=== TASK INPUT ===
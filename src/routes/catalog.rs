// SPDX-License-Identifier: MIT

//! Catalog proxy routes.
//!
//! Browse endpoints run on the app-level token; the `me` endpoints require
//! the user to have linked their catalog account via OAuth.

use axum::{
    extract::{Path, Query, State},
    response::Redirect,
    routing::get,
    Extension, Json, Router,
};
use serde::Deserialize;
use std::sync::Arc;

use crate::error::{AppError, Result};
use crate::middleware::auth::AuthUser;
use crate::models::catalog::{
    Album, Artist, ArtistTopTracks, CatalogPlaylist, CatalogProfile, FeaturedPlaylists,
    GenreSeeds, NewReleases, Paging, PlaylistTracks, Recommendations, SearchResults, Track,
};
use crate::routes::auth::sign_state;
use crate::services::fetch::{FetchState, HomeFeed};
use crate::services::RecommendationSeeds;
use crate::AppState;

pub fn routes() -> Router<Arc<AppState>> {
    Router::new()
        .route("/api/catalog/connect", get(connect_start).delete(disconnect))
        .route("/api/catalog/home", get(home))
        .route("/api/catalog/search", get(search))
        .route("/api/catalog/tracks/{id}", get(track))
        .route("/api/catalog/artists/{id}", get(artist))
        .route("/api/catalog/artists/{id}/top-tracks", get(artist_top_tracks))
        .route("/api/catalog/artists/{id}/albums", get(artist_albums))
        .route("/api/catalog/new-releases", get(new_releases))
        .route("/api/catalog/featured-playlists", get(featured_playlists))
        .route("/api/catalog/recommendations", get(recommendations))
        .route("/api/catalog/genres", get(genres))
        .route("/api/catalog/me", get(me))
        .route("/api/catalog/me/playlists", get(me_playlists))
        .route("/api/catalog/playlists/{id}/tracks", get(playlist_tracks))
}

// ─── Account Linking ─────────────────────────────────────────

#[derive(Deserialize)]
pub struct ConnectParams {
    /// Frontend URL to return to after the OAuth dance.
    #[serde(default)]
    redirect_uri: Option<String>,
}

/// Start the catalog OAuth flow for the current user.
async fn connect_start(
    State(state): State<Arc<AppState>>,
    Extension(user): Extension<AuthUser>,
    Query(params): Query<ConnectParams>,
) -> Result<Redirect> {
    let frontend_url = params
        .redirect_uri
        .unwrap_or_else(|| state.config.frontend_url.clone());

    let oauth_state = sign_state(&user.uid, &frontend_url, &state.config.oauth_state_key)?;
    let url = state.catalog.authorize_url(&oauth_state);

    tracing::info!(uid = %user.uid, "Starting catalog OAuth flow");
    Ok(Redirect::temporary(&url))
}

/// Unlink the current user's catalog account.
async fn disconnect(
    State(state): State<Arc<AppState>>,
    Extension(user): Extension<AuthUser>,
) -> Result<Json<serde_json::Value>> {
    state.catalog.unlink_account(&user.uid).await?;
    Ok(Json(serde_json::json!({ "success": true })))
}

// ─── Browse (app token) ──────────────────────────────────────

/// Dashboard feed snapshot: `{data, is_loading, error}`. Requests kick a
/// background refresh when the snapshot is stale; stale responses are
/// discarded by generation.
async fn home(State(state): State<Arc<AppState>>) -> Json<FetchState<HomeFeed>> {
    Json(state.home_feed.snapshot_and_refresh(state.catalog.clone()))
}

#[derive(Deserialize)]
pub struct SearchParams {
    q: String,
    /// Comma-separated list of result types.
    #[serde(default = "default_search_types", rename = "type")]
    types: String,
    #[serde(default)]
    limit: Option<u32>,
}

fn default_search_types() -> String {
    "track,artist,album".to_string()
}

/// Search the catalog.
async fn search(
    State(state): State<Arc<AppState>>,
    Query(params): Query<SearchParams>,
) -> Result<Json<SearchResults>> {
    if params.q.trim().is_empty() {
        return Err(AppError::Validation("Search query is required".to_string()));
    }
    let results = state
        .catalog
        .search(&params.q, &params.types, params.limit)
        .await?;
    Ok(Json(results))
}

async fn track(
    State(state): State<Arc<AppState>>,
    Path(id): Path<String>,
) -> Result<Json<Track>> {
    Ok(Json(state.catalog.track(&id).await?))
}

async fn artist(
    State(state): State<Arc<AppState>>,
    Path(id): Path<String>,
) -> Result<Json<Artist>> {
    Ok(Json(state.catalog.artist(&id).await?))
}

#[derive(Deserialize)]
pub struct MarketParams {
    #[serde(default = "default_market")]
    market: String,
}

fn default_market() -> String {
    "US".to_string()
}

async fn artist_top_tracks(
    State(state): State<Arc<AppState>>,
    Path(id): Path<String>,
    Query(params): Query<MarketParams>,
) -> Result<Json<ArtistTopTracks>> {
    Ok(Json(
        state.catalog.artist_top_tracks(&id, &params.market).await?,
    ))
}

async fn artist_albums(
    State(state): State<Arc<AppState>>,
    Path(id): Path<String>,
) -> Result<Json<Paging<Album>>> {
    Ok(Json(state.catalog.artist_albums(&id).await?))
}

async fn new_releases(State(state): State<Arc<AppState>>) -> Result<Json<NewReleases>> {
    Ok(Json(state.catalog.new_releases().await?))
}

async fn featured_playlists(
    State(state): State<Arc<AppState>>,
) -> Result<Json<FeaturedPlaylists>> {
    Ok(Json(state.catalog.featured_playlists().await?))
}

/// Recommendations are a pass-through to the catalog's endpoint.
async fn recommendations(
    State(state): State<Arc<AppState>>,
    Query(seeds): Query<RecommendationSeeds>,
) -> Result<Json<Recommendations>> {
    if seeds.seed_tracks.is_none() && seeds.seed_artists.is_none() && seeds.seed_genres.is_none() {
        return Err(AppError::Validation(
            "At least one of seed_tracks, seed_artists, seed_genres is required".to_string(),
        ));
    }
    Ok(Json(state.catalog.recommendations(&seeds).await?))
}

async fn genres(State(state): State<Arc<AppState>>) -> Result<Json<GenreSeeds>> {
    Ok(Json(state.catalog.genre_seeds().await?))
}

// ─── Linked Account (user token) ─────────────────────────────

async fn me(
    State(state): State<Arc<AppState>>,
    Extension(user): Extension<AuthUser>,
) -> Result<Json<CatalogProfile>> {
    Ok(Json(state.catalog.profile(&user.uid).await?))
}

async fn me_playlists(
    State(state): State<Arc<AppState>>,
    Extension(user): Extension<AuthUser>,
) -> Result<Json<Paging<CatalogPlaylist>>> {
    Ok(Json(state.catalog.user_playlists(&user.uid).await?))
}

async fn playlist_tracks(
    State(state): State<Arc<AppState>>,
    Extension(user): Extension<AuthUser>,
    Path(id): Path<String>,
) -> Result<Json<PlaylistTracks>> {
    Ok(Json(state.catalog.playlist_tracks(&user.uid, &id).await?))
}
// SPDX-License-Identifier: MIT

//! Request validation tests. All of these must fail before any network
//! or database access, so they run against the offline mock.

use axum::{
    body::Body,
    http::{header, Request, StatusCode},
};
use serde_json::json;
use tower::ServiceExt;

use tonemint::middleware::auth::create_jwt;
use tonemint::models::UserRole;

mod common;

fn post_json(uri: &str, body: serde_json::Value) -> Request<Body> {
    Request::builder()
        .method("POST")
        .uri(uri)
        .header(header::CONTENT_TYPE, "application/json")
        .body(Body::from(body.to_string()))
        .unwrap()
}

fn post_json_authed(uri: &str, token: &str, body: serde_json::Value) -> Request<Body> {
    Request::builder()
        .method("POST")
        .uri(uri)
        .header(header::AUTHORIZATION, format!("Bearer {token}"))
        .header(header::CONTENT_TYPE, "application/json")
        .body(Body::from(body.to_string()))
        .unwrap()
}

#[tokio::test]
async fn test_register_rejects_invalid_email() {
    let (app, _) = common::create_test_app();

    let response = app
        .oneshot(post_json(
            "/auth/register",
            json!({
                "name": "Jane",
                "email": "not-an-email",
                "password": "secret123",
            }),
        ))
        .await
        .unwrap();

    assert_eq!(response.status(), StatusCode::UNPROCESSABLE_ENTITY);
}

#[tokio::test]
async fn test_register_rejects_empty_name() {
    let (app, _) = common::create_test_app();

    let response = app
        .oneshot(post_json(
            "/auth/register",
            json!({
                "name": "",
                "email": "jane@example.com",
                "password": "secret123",
            }),
        ))
        .await
        .unwrap();

    assert_eq!(response.status(), StatusCode::UNPROCESSABLE_ENTITY);
}

#[tokio::test]
async fn test_register_rejects_short_password() {
    let (app, _) = common::create_test_app();

    let response = app
        .oneshot(post_json(
            "/auth/register",
            json!({
                "name": "Jane",
                "email": "jane@example.com",
                "password": "short",
            }),
        ))
        .await
        .unwrap();

    assert_eq!(response.status(), StatusCode::UNPROCESSABLE_ENTITY);
}

#[tokio::test]
async fn test_search_requires_query() {
    let (app, state) = common::create_test_app();
    let token = create_jwt("user-1", UserRole::User, &state.config.jwt_signing_key).unwrap();

    let response = app
        .oneshot(
            Request::builder()
                .method("GET")
                .uri("/api/catalog/search?q=%20")
                .header(header::AUTHORIZATION, format!("Bearer {token}"))
                .body(Body::empty())
                .unwrap(),
        )
        .await
        .unwrap();

    assert_eq!(response.status(), StatusCode::UNPROCESSABLE_ENTITY);
}

#[tokio::test]
async fn test_recommendations_require_a_seed() {
    let (app, state) = common::create_test_app();
    let token = create_jwt("user-1", UserRole::User, &state.config.jwt_signing_key).unwrap();

    let response = app
        .oneshot(
            Request::builder()
                .method("GET")
                .uri("/api/catalog/recommendations")
                .header(header::AUTHORIZATION, format!("Bearer {token}"))
                .body(Body::empty())
                .unwrap(),
        )
        .await
        .unwrap();

    assert_eq!(response.status(), StatusCode::UNPROCESSABLE_ENTITY);
}

#[tokio::test]
async fn test_favorite_requires_track_id() {
    let (app, state) = common::create_test_app();
    let token = create_jwt("user-1", UserRole::User, &state.config.jwt_signing_key).unwrap();

    let response = app
        .oneshot(post_json_authed(
            "/api/favorites",
            &token,
            json!({ "track_id": "", "name": "Song" }),
        ))
        .await
        .unwrap();

    assert_eq!(response.status(), StatusCode::UNPROCESSABLE_ENTITY);
}

#[tokio::test]
async fn test_playlist_requires_name() {
    let (app, state) = common::create_test_app();
    let token = create_jwt("user-1", UserRole::User, &state.config.jwt_signing_key).unwrap();

    let response = app
        .oneshot(post_json_authed(
            "/api/playlists",
            &token,
            json!({ "name": "" }),
        ))
        .await
        .unwrap();

    assert_eq!(response.status(), StatusCode::UNPROCESSABLE_ENTITY);
}

#[tokio::test]
async fn test_purchase_rejects_non_positive_price() {
    let (app, state) = common::create_test_app();
    let token = create_jwt("user-1", UserRole::User, &state.config.jwt_signing_key).unwrap();

    for price in [0.0, -1.0] {
        let response = app
            .clone()
            .oneshot(post_json_authed(
                "/api/market/purchases",
                &token,
                json!({ "item_type": "music", "item_id": "t1", "price": price }),
            ))
            .await
            .unwrap();

        assert_eq!(response.status(), StatusCode::UNPROCESSABLE_ENTITY);
    }
}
===
TASK DETAILS
For the word "ArtistTopTracks", count how many lines of the entries contain it; give the number and nothing more.

YOUR SOLUTION
2